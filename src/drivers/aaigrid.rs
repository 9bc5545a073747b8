//! Arc/Info ASCII Grid
//!
//! ```text
//! ncols        4
//! nrows        2
//! xllcorner    100.0
//! yllcorner    40.0
//! cellsize     5.0
//! NODATA_value -9999
//! 1 2 3 4
//! 5 6 7 -9999
//! ```
//!
//! A single band, stored as text. The projection lives in a `.prj` file next
//! to the grid. Writing goes through create-copy only.

use std::path::Path;

use crate::config::{self, error_num};
use crate::dataset::{Dataset, FormatDataset};
use crate::driver::{CreationOptionDefn, DriverCapabilities, FormatDriver, OpenInfo, OptionKind};
use crate::errors::{ErrorClass, GeoDataError, Result};
use crate::geo_transform::GeoTransform;
use crate::options::Access;
use crate::progress::Progress;
use crate::raster::DataType;
use crate::spatial_ref::SpatialRef;
use crate::string_list::NameValueList;
use crate::vsi;

const HEADER_KEYWORDS: &[&str] = &[
    "ncols",
    "nrows",
    "xllcorner",
    "yllcorner",
    "xllcenter",
    "yllcenter",
    "cellsize",
    "dx",
    "dy",
    "nodata_value",
];

const CREATION_OPTIONS: &[CreationOptionDefn] = &[
    CreationOptionDefn::new(
        "FORCE_CELLSIZE",
        OptionKind::Boolean,
        "Force use of CELLSIZE, average of dx and dy when they differ",
    ),
    CreationOptionDefn::new(
        "DECIMAL_PRECISION",
        OptionKind::Int,
        "Number of decimal places when writing floating-point values",
    ),
    CreationOptionDefn::new(
        "SIGNIFICANT_DIGITS",
        OptionKind::Int,
        "Number of significant digits when writing floating-point values",
    ),
];

/// The `AAIGrid` driver.
#[derive(Debug, Default)]
pub struct AaiGridDriver;

impl FormatDriver for AaiGridDriver {
    fn short_name(&self) -> &str {
        "AAIGrid"
    }

    fn long_name(&self) -> &str {
        "Arc/Info ASCII Grid"
    }

    fn capabilities(&self) -> DriverCapabilities {
        DriverCapabilities::RASTER
            | DriverCapabilities::OPEN
            | DriverCapabilities::CREATE_COPY
            | DriverCapabilities::VIRTUAL_IO
    }

    fn extensions(&self) -> &[&str] {
        &["asc"]
    }

    fn creation_option_list(&self) -> &[CreationOptionDefn] {
        CREATION_OPTIONS
    }

    fn identify(&self, info: &OpenInfo) -> bool {
        let header = info.header_str();
        let Some(first) = header.split_ascii_whitespace().next() else {
            return false;
        };
        HEADER_KEYWORDS
            .iter()
            .any(|keyword| keyword.eq_ignore_ascii_case(first))
    }

    fn open(&self, info: &OpenInfo) -> Result<Box<dyn FormatDataset>> {
        if info.access == Access::Update {
            return Err(GeoDataError::unsupported(
                self.short_name(),
                "update access",
            ));
        }
        let text = vsi::read_file(info.filename)?;
        let text = String::from_utf8_lossy(&text);
        let mut grid = AaiGrid::parse(info.filename, &text)?;

        let prj = prj_path(info.filename);
        if vsi::exists(&prj) {
            let content = vsi::read_file(&prj)?;
            let content = String::from_utf8_lossy(&content);
            // ESRI-style multi-line .prj files are not understood and skipped
            if let Ok(srs) = SpatialRef::from_wkt(&content) {
                grid.projection = srs.to_wkt();
            } else {
                log::debug!("ignoring {prj}: not a WKT definition");
            }
            grid.files.push(prj);
        }
        Ok(Box::new(grid))
    }

    fn create_copy(
        &self,
        filename: &str,
        src: &Dataset,
        strict: bool,
        options: &NameValueList,
        progress: &mut Progress,
    ) -> Result<Box<dyn FormatDataset>> {
        let bands = src.raster_count()?;
        if bands == 0 {
            return Err(GeoDataError::unsupported(
                self.short_name(),
                "datasets without bands",
            ));
        }
        if bands > 1 {
            lossy(
                strict,
                &format!("AAIGrid holds a single band, bands 2 to {bands} are dropped"),
            )?;
        }

        let band = src.rasterband(1)?;
        let (width, height) = band.size();
        let gt = match src.native_geo_transform()? {
            Some(gt) => {
                if gt[2] != 0.0 || gt[4] != 0.0 {
                    lossy(strict, "AAIGrid does not support rotated geotransforms")?;
                }
                if gt[5] > 0.0 {
                    lossy(strict, "AAIGrid does not support south-up grids")?;
                }
                gt
            }
            None => [0.0, 1.0, 0.0, height as f64, 0.0, -1.0],
        };

        let mut text = String::new();
        text.push_str(&format!("ncols        {width}\n"));
        text.push_str(&format!("nrows        {height}\n"));
        text.push_str(&format!("xllcorner    {}\n", gt[0]));
        let (dx, dy) = (gt[1], gt[5].abs());
        text.push_str(&format!("yllcorner    {}\n", gt[3] - dy * height as f64));

        if (dx - dy).abs() <= 1e-10 * dx.abs().max(dy) {
            text.push_str(&format!("cellsize     {dx}\n"));
        } else if options.fetch_bool("FORCE_CELLSIZE", false) {
            text.push_str(&format!("cellsize     {}\n", (dx + dy) / 2.0));
        } else {
            text.push_str(&format!("dx           {dx}\n"));
            text.push_str(&format!("dy           {dy}\n"));
        }

        let no_data = band.no_data_value()?;
        let formatter = ValueFormatter::new(band.band_type(), options)?;
        if let Some(no_data) = no_data {
            text.push_str(&format!("NODATA_value {}\n", formatter.format(no_data)));
        }

        // formatting the rows, the rest is writing
        progress.set_range(0.0, 0.9);
        let mut line = vec![0.0; width];
        for y in 0..height {
            band.read_into_slice((0, y as isize), (width, 1), &mut line)?;
            let row: Vec<String> = line.iter().map(|v| formatter.format(*v)).collect();
            text.push_str(&row.join(" "));
            text.push('\n');
            progress.report((y + 1) as f64 / height as f64, "")?;
        }
        vsi::write_file(filename, text.as_bytes())?;

        let projection = src.projection()?;
        if !projection.is_empty() {
            vsi::write_file(prj_path(filename), projection.as_bytes())?;
        }
        progress.set_range(0.0, 1.0);
        progress.report(1.0, "")?;

        let header = vsi::read_header(filename, crate::driver::HEADER_BYTES)?;
        let open_options = NameValueList::new();
        self.open(&OpenInfo {
            filename,
            access: Access::ReadOnly,
            flags: Default::default(),
            header: &header,
            open_options: &open_options,
            sibling_files: None,
        })
    }
}

/// Fails a strict copy, warns otherwise.
fn lossy(strict: bool, message: &str) -> Result<()> {
    if strict {
        return Err(GeoDataError::StrictCopy(message.to_string()));
    }
    config::report(ErrorClass::Warning, error_num::NOT_SUPPORTED, message);
    Ok(())
}

fn prj_path(filename: &str) -> String {
    Path::new(filename)
        .with_extension("prj")
        .to_string_lossy()
        .into_owned()
}

enum ValueFormatter {
    Integer,
    Decimals(usize),
    Significant(usize),
    Shortest,
}

impl ValueFormatter {
    fn new(data_type: DataType, options: &NameValueList) -> Result<Self> {
        let parse = |key: &str| -> Result<Option<usize>> {
            options
                .fetch_name_value(key)
                .map(|v| {
                    v.trim()
                        .parse::<usize>()
                        .map_err(|_| GeoDataError::BadArgument(format!("invalid {key} '{v}'")))
                })
                .transpose()
        };
        if data_type.is_integer() {
            return Ok(ValueFormatter::Integer);
        }
        if let Some(decimals) = parse("DECIMAL_PRECISION")? {
            return Ok(ValueFormatter::Decimals(decimals));
        }
        if let Some(digits) = parse("SIGNIFICANT_DIGITS")? {
            return Ok(ValueFormatter::Significant(digits.max(1)));
        }
        Ok(ValueFormatter::Shortest)
    }

    fn format(&self, value: f64) -> String {
        match self {
            ValueFormatter::Integer => format!("{}", value as i64),
            ValueFormatter::Decimals(decimals) => format!("{value:.decimals$}"),
            ValueFormatter::Significant(digits) => {
                if value == 0.0 || !value.is_finite() {
                    return format!("{value}");
                }
                let magnitude = value.abs().log10().floor() as i32;
                let decimals = (*digits as i32 - 1 - magnitude).max(0) as usize;
                format!("{value:.decimals$}")
            }
            ValueFormatter::Shortest => format!("{value}"),
        }
    }
}

/// An open grid, fully loaded.
#[derive(Debug)]
struct AaiGrid {
    size: (usize, usize),
    data_type: DataType,
    geo_transform: GeoTransform,
    no_data: Option<f64>,
    data: Vec<f64>,
    projection: String,
    files: Vec<String>,
}

impl AaiGrid {
    fn parse(name: &str, text: &str) -> Result<Self> {
        let mut tokens = text.split_ascii_whitespace().peekable();

        let mut ncols = None;
        let mut nrows = None;
        let mut xll = None;
        let mut yll = None;
        let mut center = false;
        let mut cellsize = None;
        let mut dx = None;
        let mut dy = None;
        let mut no_data = None;

        while let Some(token) = tokens.peek() {
            let keyword = token.to_ascii_lowercase();
            if !HEADER_KEYWORDS.contains(&keyword.as_str()) {
                break;
            }
            tokens.next();
            let value = tokens
                .next()
                .ok_or_else(|| GeoDataError::corrupt(name, format!("no value for {keyword}")))?;
            let number = value.parse::<f64>().map_err(|_| {
                GeoDataError::corrupt(name, format!("invalid value '{value}' for {keyword}"))
            })?;
            match keyword.as_str() {
                "ncols" => ncols = Some(number),
                "nrows" => nrows = Some(number),
                "xllcorner" => xll = Some(number),
                "yllcorner" => yll = Some(number),
                "xllcenter" => {
                    xll = Some(number);
                    center = true;
                }
                "yllcenter" => {
                    yll = Some(number);
                    center = true;
                }
                "cellsize" => cellsize = Some(number),
                "dx" => dx = Some(number),
                "dy" => dy = Some(number),
                _ => no_data = Some(number),
            }
        }

        let missing = |what: &str| GeoDataError::corrupt(name, format!("missing {what}"));
        let dimension = |value: Option<f64>, what: &str| -> Result<usize> {
            match value {
                Some(v) if v >= 1.0 && v.fract() == 0.0 => Ok(v as usize),
                Some(v) => Err(GeoDataError::corrupt(name, format!("invalid {what} {v}"))),
                None => Err(missing(what)),
            }
        };
        let width = dimension(ncols, "ncols")?;
        let height = dimension(nrows, "nrows")?;
        let xll = xll.ok_or_else(|| missing("xllcorner"))?;
        let yll = yll.ok_or_else(|| missing("yllcorner"))?;
        let (dx, dy) = match (cellsize, dx, dy) {
            (Some(size), _, _) => (size, size),
            (None, Some(dx), Some(dy)) => (dx, dy),
            _ => return Err(missing("cellsize")),
        };
        let (left, bottom) = if center {
            (xll - dx / 2.0, yll - dy / 2.0)
        } else {
            (xll, yll)
        };

        // every cell takes at least one byte of text
        let cells = width
            .checked_mul(height)
            .filter(|cells| *cells <= text.len())
            .ok_or_else(|| {
                GeoDataError::corrupt(name, format!("{width}x{height} cells exceed the file size"))
            })?;

        let mut data = Vec::with_capacity(cells);
        let mut floating = false;
        for token in tokens.by_ref().take(cells) {
            floating |= token.contains(['.', 'e', 'E']);
            let value = token.parse::<f64>().map_err(|_| {
                GeoDataError::corrupt(name, format!("invalid cell value '{token}'"))
            })?;
            data.push(value);
        }
        if data.len() != cells {
            return Err(GeoDataError::corrupt(
                name,
                format!("expected {cells} cells, found {}", data.len()),
            ));
        }

        let data_type = match no_data {
            Some(v) if v.fract() != 0.0 => DataType::Float32,
            _ if floating => DataType::Float32,
            _ => DataType::Int32,
        };
        log::debug!("{name}: {width}x{height} {data_type} grid");

        Ok(AaiGrid {
            size: (width, height),
            data_type,
            geo_transform: [left, dx, 0.0, bottom + dy * height as f64, 0.0, -dy],
            no_data,
            data,
            projection: String::new(),
            files: vec![name.to_string()],
        })
    }
}

impl FormatDataset for AaiGrid {
    fn raster_size(&self) -> (usize, usize) {
        self.size
    }

    fn raster_count(&self) -> usize {
        1
    }

    fn band_type(&self, _band: usize) -> DataType {
        self.data_type
    }

    fn read_window(
        &mut self,
        _band: usize,
        offset: (usize, usize),
        size: (usize, usize),
        buffer: &mut [f64],
    ) -> Result<()> {
        let width = self.size.0;
        for (row, line) in buffer.chunks_exact_mut(size.0.max(1)).take(size.1).enumerate() {
            let start = (offset.1 + row) * width + offset.0;
            line.copy_from_slice(&self.data[start..start + size.0]);
        }
        Ok(())
    }

    fn no_data_value(&self, _band: usize) -> Option<f64> {
        self.no_data
    }

    fn geo_transform(&self) -> Option<GeoTransform> {
        Some(self.geo_transform)
    }

    fn projection(&self) -> String {
        self.projection.clone()
    }

    fn file_list(&self) -> Vec<String> {
        self.files.clone()
    }
}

▸ TRY IT
Show every line above in which the word "first" appears.

▸ ANSWER TO THIS PROBLEM
        let Some(first) = header.split_ascii_whitespace().next() else {
            .any(|keyword| keyword.eq_ignore_ascii_case(first))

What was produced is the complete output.